#[async_trait]
impl IssuesRepository for SqlxIssuesRepository {
    async fn create_repository(
        &self,
        owner_id: Uuid,
        name: &str,
        description: Option<&str>,
    ) -> anyhow::Result<Option<Repository>> {
        let id: Option<Uuid> = sqlx::query_scalar(
            r#"INSERT INTO issue_repositories (owner_id, name, description) VALUES ($1, $2, $3)
               ON CONFLICT (owner_id, name) DO NOTHING RETURNING id"#,
        )
        .bind(owner_id)
        .bind(name)
        .bind(description)
        .fetch_optional(&self.pool)
        .await?;
        match id {
            Some(id) => self.get_repository(id).await,
            None => Ok(None),
        }
    }

    async fn get_repository(&self, id: Uuid) -> anyhow::Result<Option<Repository>> {
        let row = sqlx::query(&format!("{REPO_SELECT} WHERE r.id = $1"))
            .bind(id)
            .fetch_optional(&self.pool)
            .await?;
        Ok(row.as_ref().map(map_repo))
    }

    async fn list_repositories(&self, owner_id: Uuid) -> anyhow::Result<Vec<Repository>> {
        let rows = sqlx::query(&format!("{REPO_SELECT} WHERE r.owner_id = $1 ORDER BY r.name"))
            .bind(owner_id)
            .fetch_all(&self.pool)
            .await?;
        Ok(rows.iter().map(map_repo).collect())
    }

    async fn create_label(
        &self,
        repository_id: Uuid,
        name: &str,
        color: &str,
    ) -> anyhow::Result<Option<Label>> {
        let row = sqlx::query(
            r#"INSERT INTO issue_labels (repository_id, name, color) VALUES ($1, $2, $3)
               ON CONFLICT (repository_id, name) DO NOTHING
               RETURNING id, repository_id, name, color"#,
        )
        .bind(repository_id)
        .bind(name)
        .bind(color)
        .fetch_optional(&self.pool)
        .await?;
        Ok(row.as_ref().map(map_label))
    }

    async fn list_labels(&self, repository_id: Uuid) -> anyhow::Result<Vec<Label>> {
        let rows = sqlx::query(
            "SELECT id, repository_id, name, color FROM issue_labels WHERE repository_id = $1 ORDER BY name",
        )
        .bind(repository_id)
        .fetch_all(&self.pool)
        .await?;
        Ok(rows.iter().map(map_label).collect())
    }

    async fn get_label(&self, id: Uuid) -> anyhow::Result<Option<Label>> {
        let row = sqlx::query("SELECT id, repository_id, name, color FROM issue_labels WHERE id = $1")
            .bind(id)
            .fetch_optional(&self.pool)
            .await?;
        Ok(row.as_ref().map(map_label))
    }

    async fn delete_label(&self, id: Uuid) -> anyhow::Result<bool> {
        let res = sqlx::query("DELETE FROM issue_labels WHERE id = $1")
            .bind(id)
            .execute(&self.pool)
            .await?;
        Ok(res.rows_affected() > 0)
    }

    async fn create_issue(&self, issue: &NewIssue) -> anyhow::Result<Issue> {
        let mut tx = self.pool.begin().await?;
        let id: Uuid = sqlx::query_scalar(
            r#"INSERT INTO issues (repository_id, number, author_id, title, body, assignee_id)
               VALUES ($1, $2, $3, $4, $5, $6) RETURNING id"#,
        )
        .bind(issue.repository_id)
        .bind(issue.number)
        .bind(issue.author_id)
        .bind(&issue.title)
        .bind(&issue.body)
        .bind(issue.assignee_id)
        .fetch_one(&mut *tx)
        .await?;
        sqlx::query(
            r#"INSERT INTO issue_label_links (issue_id, label_id)
               SELECT $1, UNNEST($2::uuid[]) ON CONFLICT DO NOTHING"#,
        )
        .bind(id)
        .bind(&issue.label_ids)
        .execute(&mut *tx)
        .await?;
        tx.commit().await?;
        self.issue_by_id(id)
            .await?
            .ok_or_else(|| anyhow::anyhow!("issue {id} vanished after insert"))
    }

    async fn get_issue(&self, repository_id: Uuid, number: i64) -> anyhow::Result<Option<Issue>> {
        let row = sqlx::query(&format!(
            "{ISSUE_SELECT} WHERE i.repository_id = $1 AND i.number = $2"
        ))
        .bind(repository_id)
        .bind(number)
        .fetch_optional(&self.pool)
        .await?;
        match row {
            Some(r) => Ok(self.hydrate(&[r]).await?.pop()),
            None => Ok(None),
        }
    }

    async fn list_issues(
        &self,
        repository_id: Uuid,
        filter: &IssueFilter,
        page: PageRequest,
    ) -> anyhow::Result<(Vec<Issue>, i64)> {
        let rows = sqlx::query(&format!(
            r#"{ISSUE_SELECT}
               WHERE i.repository_id = $1
                 AND ($2::text IS NULL OR i.state = $2)
                 AND ($3::text IS NULL OR EXISTS (
                       SELECT 1 FROM issue_label_links k JOIN issue_labels l ON l.id = k.label_id
                       WHERE k.issue_id = i.id AND l.name = $3))
               ORDER BY i.number DESC
               LIMIT $4 OFFSET $5"#
        ))
        .bind(repository_id)
        .bind(filter.state.map(|s| s.as_str()))
        .bind(filter.label.as_deref())
        .bind(page.limit)
        .bind(page.offset())
        .fetch_all(&self.pool)
        .await?;
        let total = rows.first().map(|r| r.get::<i64, _>("total")).unwrap_or(0);
        Ok((self.hydrate(&rows).await?, total))
    }

    async fn update_issue(
        &self,
        id: Uuid,
        title: Option<&str>,
        body: Option<&str>,
    ) -> anyhow::Result<Option<Issue>> {
        sqlx::query(
            r#"UPDATE issues SET title = COALESCE($2, title), body = COALESCE($3, body),
                 updated_at = now()
               WHERE id = $1"#,
        )
        .bind(id)
        .bind(title)
        .bind(body)
        .execute(&self.pool)
        .await?;
        self.issue_by_id(id).await
    }

    async fn set_issue_state(&self, id: Uuid, state: IssueState) -> anyhow::Result<Option<Issue>> {
        sqlx::query(
            r#"UPDATE issues SET state = $2, updated_at = now(),
                 closed_at = CASE WHEN $2 = 'closed' THEN now() ELSE NULL END
               WHERE id = $1"#,
        )
        .bind(id)
        .bind(state.as_str())
        .execute(&self.pool)
        .await?;
        self.issue_by_id(id).await
    }

    async fn set_issue_assignee(
        &self,
        id: Uuid,
        assignee_id: Option<Uuid>,
    ) -> anyhow::Result<Option<Issue>> {
        sqlx::query("UPDATE issues SET assignee_id = $2, updated_at = now() WHERE id = $1")
            .bind(id)
            .bind(assignee_id)
            .execute(&self.pool)
            .await?;
        self.issue_by_id(id).await
    }

    async fn attach_label(&self, issue_id: Uuid, label_id: Uuid) -> anyhow::Result<bool> {
        let res = sqlx::query(
            "INSERT INTO issue_label_links (issue_id, label_id) VALUES ($1, $2) ON CONFLICT DO NOTHING",
        )
        .bind(issue_id)
        .bind(label_id)
        .execute(&self.pool)
        .await?;
        Ok(res.rows_affected() > 0)
    }

    async fn detach_label(&self, issue_id: Uuid, label_id: Uuid) -> anyhow::Result<bool> {
        let res = sqlx::query("DELETE FROM issue_label_links WHERE issue_id = $1 AND label_id = $2")
            .bind(issue_id)
            .bind(label_id)
            .execute(&self.pool)
            .await?;
        Ok(res.rows_affected() > 0)
    }

    async fn add_comment(
        &self,
        issue_id: Uuid,
        author_id: Uuid,
        body: &str,
    ) -> anyhow::Result<IssueComment> {
        let row = sqlx::query(
            r#"WITH c AS (
                 INSERT INTO issue_comments (issue_id, author_id, body) VALUES ($1, $2, $3)
                 RETURNING id, issue_id, author_id, body, created_at
               )
               SELECT c.id, c.issue_id, c.body, c.created_at, u.id AS author_id, u.name AS author_name
               FROM c JOIN users u ON u.id = c.author_id"#,
        )
        .bind(issue_id)
        .bind(author_id)
        .bind(body)
        .fetch_one(&self.pool)
        .await?;
        Ok(IssueComment {
            id: row.get("id"),
            issue_id: row.get("issue_id"),
            author: person(&row, "author_id", "author_name"),
            body: row.get("body"),
            created_at: row.get("created_at"),
        })
    }

    async fn list_comments(&self, issue_id: Uuid) -> anyhow::Result<Vec<IssueComment>> {
        let rows = sqlx::query(
            r#"SELECT c.id, c.issue_id, c.body, c.created_at, u.id AS author_id, u.name AS author_name
               FROM issue_comments c JOIN users u ON u.id = c.author_id
               WHERE c.issue_id = $1 ORDER BY c.created_at, c.id"#,
        )
        .bind(issue_id)
        .fetch_all(&self.pool)
        .await?;
        Ok(rows
            .iter()
            .map(|r| IssueComment {
                id: r.get("id"),
                issue_id: r.get("issue_id"),
                author: person(r, "author_id", "author_name"),
                body: r.get("body"),
                created_at: r.get("created_at"),
            })
            .collect())
    }

    async fn create_pull_request(&self, pr: &NewPullRequest) -> anyhow::Result<PullRequest> {
        let id: Uuid = sqlx::query_scalar(
            r#"INSERT INTO pull_requests (repository_id, number, author_id, title, body, head, base)
               VALUES ($1, $2, $3, $4, $5, $6, $7) RETURNING id"#,
        )
        .bind(pr.repository_id)
        .bind(pr.number)
        .bind(pr.author_id)
        .bind(&pr.title)
        .bind(&pr.body)
        .bind(&pr.head)
        .bind(&pr.base)
        .fetch_one(&self.pool)
        .await?;
        self.pr_by_id(id)
            .await?
            .ok_or_else(|| anyhow::anyhow!("pull request {id} vanished after insert"))
    }

    async fn get_pull_request(
        &self,
        repository_id: Uuid,
        number: i64,
    ) -> anyhow::Result<Option<PullRequest>> {
        let row = sqlx::query(&format!(
            "{PR_SELECT} WHERE p.repository_id = $1 AND p.number = $2"
        ))
        .bind(repository_id)
        .bind(number)
        .fetch_optional(&self.pool)
        .await?;
        row.as_ref().map(map_pr).transpose()
    }

    async fn list_pull_requests(
        &self,
        repository_id: Uuid,
        state: Option<PullRequestState>,
        page: PageRequest,
    ) -> anyhow::Result<(Vec<PullRequest>, i64)> {
        let rows = sqlx::query(&format!(
            r#"{PR_SELECT}
               WHERE p.repository_id = $1 AND ($2::text IS NULL OR p.state = $2)
               ORDER BY p.number DESC
               LIMIT $3 OFFSET $4"#
        ))
        .bind(repository_id)
        .bind(state.map(|s| s.as_str()))
        .bind(page.limit)
        .bind(page.offset())
        .fetch_all(&self.pool)
        .await?;
        let total = rows.first().map(|r| r.get::<i64, _>("total")).unwrap_or(0);
        let items = rows.iter().map(map_pr).collect::<anyhow::Result<Vec<_>>>()?;
        Ok((items, total))
    }

    async fn set_pull_request_state(
        &self,
        id: Uuid,
        state: PullRequestState,
    ) -> anyhow::Result<Option<PullRequest>> {
        sqlx::query(
            r#"UPDATE pull_requests SET state = $2, updated_at = now(),
                 merged_at = CASE WHEN $2 = 'merged' THEN now() ELSE merged_at END,
                 closed_at = CASE WHEN $2 = 'open' THEN NULL
                                  WHEN $2 = 'closed' THEN now() ELSE closed_at END
               WHERE id = $1"#,
        )
        .bind(id)
        .bind(state.as_str())
        .execute(&self.pool)
        .await?;
        self.pr_by_id(id).await
    }

    async fn append_event(
        &self,
        subject_id: Uuid,
        actor_id: Uuid,
        kind: &str,
        message: &str,
    ) -> anyhow::Result<()> {
        sqlx::query(
            "INSERT INTO timeline_events (subject_id, actor_id, kind, message) VALUES ($1, $2, $3, $4)",
        )
        .bind(subject_id)
        .bind(actor_id)
        .bind(kind)
        .bind(message)
        .execute(&self.pool)
        .await?;
        Ok(())
    }

    async fn timeline(&self, subject_id: Uuid) -> anyhow::Result<Vec<TimelineEvent>> {
        let rows = sqlx::query(
            r#"SELECT e.id, e.subject_id, e.kind, e.message, e.created_at,
                      u.id AS actor_id, u.name AS actor_name
               FROM timeline_events e JOIN users u ON u.id = e.actor_id
               WHERE e.subject_id = $1 ORDER BY e.created_at, e.id"#,
        )
        .bind(subject_id)
        .fetch_all(&self.pool)
        .await?;
        Ok(rows
            .iter()
            .map(|r| TimelineEvent {
                id: r.get("id"),
                subject_id: r.get("subject_id"),
                actor: person(r, "actor_id", "actor_name"),
                kind: r.get("kind"),
                message: r.get("message"),
                created_at: r.get("created_at"),
            })
            .collect())
    }
}
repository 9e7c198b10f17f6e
pub mod account;
#[utoipa::path(post, path = "/api/v1/issues/repositories/{repo_id}/issues/{number}/close", tag = "Issues",
    params(("repo_id" = Uuid, Path, description = "Repository id"), ("number" = i64, Path, description = "Issue number")),
    responses((status = 200, body = IssueResponse), (status = 403, body = ErrorBody), (status = 409, body = ErrorBody)))]
pub async fn close_issue(
    State(ctx): State<AppContext>,
    auth: AuthUser,
    Path((repo_id, number)): Path<(Uuid, i64)>,
) -> ApiResult<Json<IssueResponse>> {
    let repo = ctx.issues_repo();
    let counters = ctx.counter_repo();
    let users = ctx.user_repo();
    let uc = IssueTracker {
        repo: repo.as_ref(),
        counters: counters.as_ref(),
        users: users.as_ref(),
    };
    Ok(Json(uc.close(auth.id, repo_id, number).await?.into()))
}

#[utoipa::path(post, path = "/api/v1/issues/repositories/{repo_id}/issues/{number}/reopen", tag = "Issues",
    params(("repo_id" = Uuid, Path, description = "Repository id"), ("number" = i64, Path, description = "Issue number")),
    responses((status = 200, body = IssueResponse), (status = 403, body = ErrorBody), (status = 409, body = ErrorBody)))]
pub async fn reopen_issue(
    State(ctx): State<AppContext>,
    auth: AuthUser,
    Path((repo_id, number)): Path<(Uuid, i64)>,
) -> ApiResult<Json<IssueResponse>> {
    let repo = ctx.issues_repo();
    let counters = ctx.counter_repo();
    let users = ctx.user_repo();
    let uc = IssueTracker {
        repo: repo.as_ref(),
        counters: counters.as_ref(),
        users: users.as_ref(),
    };
    Ok(Json(uc.reopen(auth.id, repo_id, number).await?.into()))
}

#[utoipa::path(post, path = "/api/v1/issues/repositories/{repo_id}/issues/{number}/assignee", tag = "Issues", request_body = AssignRequest,
    params(("repo_id" = Uuid, Path, description = "Repository id"), ("number" = i64, Path, description = "Issue number")),
    responses((status = 200, body = IssueResponse), (status = 403, body = ErrorBody), (status = 422, body = ErrorBody)))]
pub async fn assign_issue(
    State(ctx): State<AppContext>,
    auth: AuthUser,
    Path((repo_id, number)): Path<(Uuid, i64)>,
    ApiJson(req): ApiJson<AssignRequest>,
) -> ApiResult<Json<IssueResponse>> {
    let repo = ctx.issues_repo();
    let counters = ctx.counter_repo();
    let users = ctx.user_repo();
    let uc = IssueTracker {
        repo: repo.as_ref(),
        counters: counters.as_ref(),
        users: users.as_ref(),
    };
    let issue = uc
        .assign(auth.id, repo_id, number, req.assignee_id.flatten())
        .await?;
    Ok(Json(issue.into()))
}
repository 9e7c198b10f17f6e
//! Names of the shared counter records and the human-readable identifiers
//! derived from their values.

use uuid::Uuid;

pub const BANK_ACCOUNT: &str = "bank.account";
pub const BANK_TRANSACTION: &str = "bank.transaction";
pub const STORE_PRODUCT: &str = "store.product";
pub const STORE_ORDER: &str = "store.order";

/// Issues and pull requests of one repository draw from the same sequence.
pub fn issue_number_counter(repository_id: Uuid) -> String {
    format!("issues.repo.{repository_id}")
}

pub fn project_task_counter(project_id: Uuid) -> String {
    format!("projects.task.{project_id}")
}

pub fn account_number(seq: i64) -> String {
    format!("ACC{:010}", seq)
}

pub fn transaction_reference(seq: i64) -> String {
    format!("TXN{:012}", seq)
}

pub fn product_sku(seq: i64) -> String {
    format!("SKU-{:06}", seq)
}

pub fn order_number(seq: i64) -> String {
    format!("ORD-{:08}", seq)
}

pub fn task_key(project_key: &str, seq: i64) -> String {
    format!("{}-{}", project_key, seq)
}
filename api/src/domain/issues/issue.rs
use std::fmt;
use std::str::FromStr;

use uuid::Uuid;

use crate::domain::issues::repository::Label;
use crate::domain::rules::RuleViolation;
use crate::domain::users::user::UserSummary;

#[derive(Debug, Clone, Copy, PartialEq, Eq)]
pub enum IssueState {
    Open,
    Closed,
}

impl IssueState {
    pub fn as_str(&self) -> &'static str {
        match self {
            IssueState::Open => "open",
            IssueState::Closed => "closed",
        }
    }
}

impl fmt::Display for IssueState {
    fn fmt(&self, f: &mut fmt::Formatter<'_>) -> fmt::Result {
        f.write_str(self.as_str())
    }
}

impl FromStr for IssueState {
    type Err = RuleViolation;

    fn from_str(s: &str) -> Result<Self, Self::Err> {
        match s {
            "open" => Ok(IssueState::Open),
            "closed" => Ok(IssueState::Closed),
            other => Err(RuleViolation::invalid(format!("unknown issue state: {other}"))),
        }
    }
}

#[derive(Debug, Clone)]
pub struct Issue {
    pub id: Uuid,
    pub repository_id: Uuid,
    pub number: i64,
    pub author: UserSummary,
    pub title: String,
    pub body: String,
    pub state: IssueState,
    pub assignee: Option<UserSummary>,
    pub labels: Vec<Label>,
    pub created_at: chrono::DateTime<chrono::Utc>,
    pub updated_at: chrono::DateTime<chrono::Utc>,
    pub closed_at: Option<chrono::DateTime<chrono::Utc>>,
}

impl Issue {
    pub fn close(&self) -> Result<IssueState, RuleViolation> {
        match self.state {
            IssueState::Open => Ok(IssueState::Closed),
            IssueState::Closed => Err(RuleViolation::conflict("issue is already closed")),
        }
    }

    pub fn reopen(&self) -> Result<IssueState, RuleViolation> {
        match self.state {
            IssueState::Closed => Ok(IssueState::Open),
            IssueState::Open => Err(RuleViolation::conflict("issue is already open")),
        }
    }

    pub fn has_label(&self, label_id: Uuid) -> bool {
        self.labels.iter().any(|l| l.id == label_id)
    }
}

#[derive(Debug, Clone)]
pub struct IssueComment {
    pub id: Uuid,
    pub issue_id: Uuid,
    pub author: UserSummary,
    pub body: String,
    pub created_at: chrono::DateTime<chrono::Utc>,
}

#[cfg(test)]
mod tests {
    use super::*;

    fn issue(state: IssueState) -> Issue {
        Issue {
            id: Uuid::new_v4(),
            repository_id: Uuid::new_v4(),
            number: 1,
            author: UserSummary {
                id: Uuid::new_v4(),
                name: "ann".into(),
            },
            title: "t".into(),
            body: String::new(),
            state,
            assignee: None,
            labels: vec![],
            created_at: chrono::Utc::now(),
            updated_at: chrono::Utc::now(),
            closed_at: None,
        }
    }

    #[test]
    fn close_and_reopen_only_flip_state_once() {
        assert_eq!(issue(IssueState::Open).close().unwrap(), IssueState::Closed);
        assert!(issue(IssueState::Closed).close().is_err());
        assert_eq!(issue(IssueState::Closed).reopen().unwrap(), IssueState::Open);
        assert!(issue(IssueState::Open).reopen().is_err());
    }
}
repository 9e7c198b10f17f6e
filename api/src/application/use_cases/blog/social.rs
use std::collections::HashSet;

use uuid::Uuid;

use crate::application::error::{ServiceError, ServiceResult};
use crate::application::pagination::{PageRequest, Paginated};
use crate::application::ports::blog_repository::BlogRepository;
use crate::application::ports::user_repository::UserRepository;
use crate::domain::blog::post::Post;
use crate::domain::blog::social::{Suggestion, check_follow, rank_suggestions};
use crate::domain::users::user::UserSummary;

pub struct Social<'a, B, U>
where
    B: BlogRepository + ?Sized,
    U: UserRepository + ?Sized,
{
    pub blog: &'a B,
    pub users: &'a U,
}

impl<'a, B, U> Social<'a, B, U>
where
    B: BlogRepository + ?Sized,
    U: UserRepository + ?Sized,
{
    async fn ensure_user(&self, id: Uuid) -> ServiceResult<()> {
        if self.users.find_by_id(id).await?.is_none() {
            return Err(ServiceError::NotFound("user"));
        }
        Ok(())
    }

    pub async fn follow(&self, actor: Uuid, target: Uuid) -> ServiceResult<()> {
        check_follow(actor, target)?;
        self.ensure_user(target).await?;
        if !self.blog.follow(actor, target).await? {
            return Err(ServiceError::conflict("you already follow this user"));
        }
        tracing::debug!(follower = %actor, followee = %target, "follow_created");
        Ok(())
    }

    pub async fn unfollow(&self, actor: Uuid, target: Uuid) -> ServiceResult<()> {
        check_follow(actor, target)?;
        if !self.blog.unfollow(actor, target).await? {
            return Err(ServiceError::NotFound("follow"));
        }
        Ok(())
    }

    pub async fn followers(
        &self,
        user: Uuid,
        page: PageRequest,
    ) -> ServiceResult<Paginated<UserSummary>> {
        self.ensure_user(user).await?;
        let (items, total) = self.blog.followers(user, page).await?;
        Ok(Paginated::new(items, page, total))
    }

    pub async fn following(
        &self,
        user: Uuid,
        page: PageRequest,
    ) -> ServiceResult<Paginated<UserSummary>> {
        self.ensure_user(user).await?;
        let (items, total) = self.blog.following(user, page).await?;
        Ok(Paginated::new(items, page, total))
    }

    /// Friends-of-friends first; when there are none, a plain listing of
    /// users the caller does not follow yet.
    pub async fn suggestions(
        &self,
        actor: Uuid,
        page: PageRequest,
    ) -> ServiceResult<Paginated<Suggestion>> {
        let following: HashSet<Uuid> = self.blog.following_ids(actor).await?.into_iter().collect();
        let edges = self.blog.second_degree(actor).await?;
        let ranked = rank_suggestions(actor, &following, &edges);
        if !ranked.is_empty() {
            let total = ranked.len() as i64;
            let items = ranked
                .into_iter()
                .skip(page.offset() as usize)
                .take(page.limit as usize)
                .collect();
            return Ok(Paginated::new(items, page, total));
        }
        let mut exclude: Vec<Uuid> = following.into_iter().collect();
        exclude.push(actor);
        let (users, total) = self.users.list_excluding(&exclude, page).await?;
        let items = users
            .into_iter()
            .map(|user| Suggestion {
                user,
                mutual_count: 0,
            })
            .collect();
        Ok(Paginated::new(items, page, total))
    }

    pub async fn feed(&self, actor: Uuid, page: PageRequest) -> ServiceResult<Paginated<Post>> {
        let (items, total) = self.blog.feed(actor, page).await?;
        Ok(Paginated::new(items, page, total))
    }
}

#[cfg(test)]
mod tests {
    use super::*;
    use crate::application::testing::MemUsers;
    use crate::application::use_cases::blog::fake::MemBlog;
    use crate::domain::users::user::User;

    fn fixture() -> (MemUsers, MemBlog, Vec<User>) {
        let (users, list) = MemUsers::with_users(&["ann", "bob", "cy", "dee", "eve"]);
        let graph = MemBlog::new(&users);
        (users, graph, list)
    }

    #[tokio::test]
    async fn follow_rules() {
        let (users, graph, u) = fixture();
        let social = Social {
            blog: &graph,
            users: &users,
        };
        assert!(matches!(
            social.follow(u[0].id, u[0].id).await,
            Err(ServiceError::BadRequest(_))
        ));
        assert!(matches!(
            social.follow(u[0].id, Uuid::new_v4()).await,
            Err(ServiceError::NotFound("user"))
        ));
        social.follow(u[0].id, u[1].id).await.unwrap();
        assert!(matches!(
            social.follow(u[0].id, u[1].id).await,
            Err(ServiceError::Conflict(_))
        ));
        let followers = social
            .followers(u[1].id, PageRequest::default())
            .await
            .unwrap();
        assert_eq!(followers.total, 1);
        assert_eq!(followers.items[0].name, "ann");
        social.unfollow(u[0].id, u[1].id).await.unwrap();
        assert!(matches!(
            social.unfollow(u[0].id, u[1].id).await,
            Err(ServiceError::NotFound("follow"))
        ));
    }

    #[tokio::test]
    async fn suggests_friends_of_friends() {
        let (users, graph, u) = fixture();
        let social = Social {
            blog: &graph,
            users: &users,
        };
        // ann -> bob, ann -> cy; bob -> dee, cy -> dee, bob -> ann
        social.follow(u[0].id, u[1].id).await.unwrap();
        social.follow(u[0].id, u[2].id).await.unwrap();
        social.follow(u[1].id, u[3].id).await.unwrap();
        social.follow(u[2].id, u[3].id).await.unwrap();
        social.follow(u[1].id, u[0].id).await.unwrap();

        let s = social
            .suggestions(u[0].id, PageRequest::default())
            .await
            .unwrap();
        assert_eq!(s.total, 1);
        assert_eq!(s.items[0].user.name, "dee");
        assert_eq!(s.items[0].mutual_count, 2);
    }

    #[tokio::test]
    async fn falls_back_to_user_listing() {
        let (users, graph, u) = fixture();
        let social = Social {
            blog: &graph,
            users: &users,
        };
        social.follow(u[0].id, u[1].id).await.unwrap();
        let s = social
            .suggestions(u[0].id, PageRequest::default())
            .await
            .unwrap();
        let names: Vec<&str> = s.items.iter().map(|x| x.user.name.as_str()).collect();
        assert_eq!(names, vec!["cy", "dee", "eve"]);
        assert!(s.items.iter().all(|x| x.mutual_count == 0));
    }
}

__The problem__. Counting only lines that contain the word "usize", how many are there in the records above? Give the number alone.

__Task answer__. 2